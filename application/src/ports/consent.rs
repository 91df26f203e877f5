//! User-decision ports: cost consent and hedge fallback confirmation.

use async_trait::async_trait;
use conclave_domain::{Agent, CostEstimate};

/// Outcome of a cost-consent prompt
#[derive(Debug, Clone, Copy, PartialEq)]
pub enum ConsentDecision {
    Approved,
    Denied,
    /// Approve this run and raise the auto-approve threshold to the given
    /// USD amount for future runs.
    Always(f64),
}

/// Outcome of a hedge-fallback prompt after a primary provider failure
#[derive(Debug, Clone, Copy, PartialEq, Eq)]
pub enum FallbackDecision {
    /// Attempt the backup provider
    Yes,
    /// Skip the backup; degrade this agent gracefully
    No,
    /// Abort the consultation
    Fail,
}

/// Port for asking the user whether an estimated spend is acceptable.
#[async_trait]
pub trait ConsentPort: Send + Sync {
    async fn request_consent(
        &self,
        estimate: &CostEstimate,
        agents: &[Agent],
        rounds: u8,
    ) -> ConsentDecision;
}

/// Port for confirming a provider fallback after a primary failure.
#[async_trait]
pub trait FallbackPort: Send + Sync {
    async fn confirm_fallback(
        &self,
        agent: &Agent,
        primary: &str,
        backup: Option<&str>,
        error: &str,
    ) -> FallbackDecision;
}

/// Consent port that always approves. Used in non-interactive contexts and
/// tests; the cost gate logs the auto-approval notice.
pub struct AutoApprove;

#[async_trait]
impl ConsentPort for AutoApprove {
    async fn request_consent(
        &self,
        _estimate: &CostEstimate,
        _agents: &[Agent],
        _rounds: u8,
    ) -> ConsentDecision {
        ConsentDecision::Approved
    }
}

/// Fallback port that always retries on the backup.
pub struct AutoFallback;

#[async_trait]
impl FallbackPort for AutoFallback {
    async fn confirm_fallback(
        &self,
        _agent: &Agent,
        _primary: &str,
        _backup: Option<&str>,
        _error: &str,
    ) -> FallbackDecision {
        FallbackDecision::Yes
    }
}
fn validate(panel: &[Agent], options: &ConsultOptions) -> Result<(), ConsultError> {
    if panel.is_empty() {
        return Err(ConsultError::Validation("panel has no agents".into()));
    }
    if !(1..=4).contains(&options.max_rounds) {
        return Err(ConsultError::Validation(format!(
            "max_rounds must be 1..=4, got {}",
            options.max_rounds
        )));
    }
    if !(0.0..=1.0).contains(&options.confidence_threshold) {
        return Err(ConsultError::Validation(format!(
            "confidence_threshold must be within [0, 1], got {}",
            options.confidence_threshold
        )));
    }
    Ok(())
}

fn attach_context(question: Question, options: &ConsultOptions) -> Question {
    match (&options.loaded_context, options.greenfield) {
        (Some(loaded), false) if !loaded.trim().is_empty() => {
            let merged = if question.has_context() {
                format!("{}\n\n{}", question.context(), loaded)
            } else {
                loaded.clone()
            };
            Question::new(question.content().to_string()).with_context(merged)
        }
        _ => question,
    }
}

fn emit(topic: &str, consultation_id: &str, payload: Value) {
    EventBus::global().emit(topic, &ConsultEvent::new(consultation_id, payload));
}

fn now_rfc3339() -> String {
    chrono::Utc::now().to_rfc3339_opts(chrono::SecondsFormat::Millis, true)
}

fn elapsed_ms(started: Instant) -> u64 {
    started.elapsed().as_millis() as u64
}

══════

# What the exercise asks:
Repeat, word for word, the lines from the opening of the material through the line containing "Abort the consultation".

# Written answer:
filename application/src/ports/consent.rs
repository 91df26f203e877f5
//! User-decision ports: cost consent and hedge fallback confirmation.

use async_trait::async_trait;
use conclave_domain::{Agent, CostEstimate};

/// Outcome of a cost-consent prompt
#[derive(Debug, Clone, Copy, PartialEq)]
pub enum ConsentDecision {
    Approved,
    Denied,
    /// Approve this run and raise the auto-approve threshold to the given
    /// USD amount for future runs.
    Always(f64),
}

/// Outcome of a hedge-fallback prompt after a primary provider failure
#[derive(Debug, Clone, Copy, PartialEq, Eq)]
pub enum FallbackDecision {
    /// Attempt the backup provider
    Yes,
    /// Skip the backup; degrade this agent gracefully
    No,
    /// Abort the consultation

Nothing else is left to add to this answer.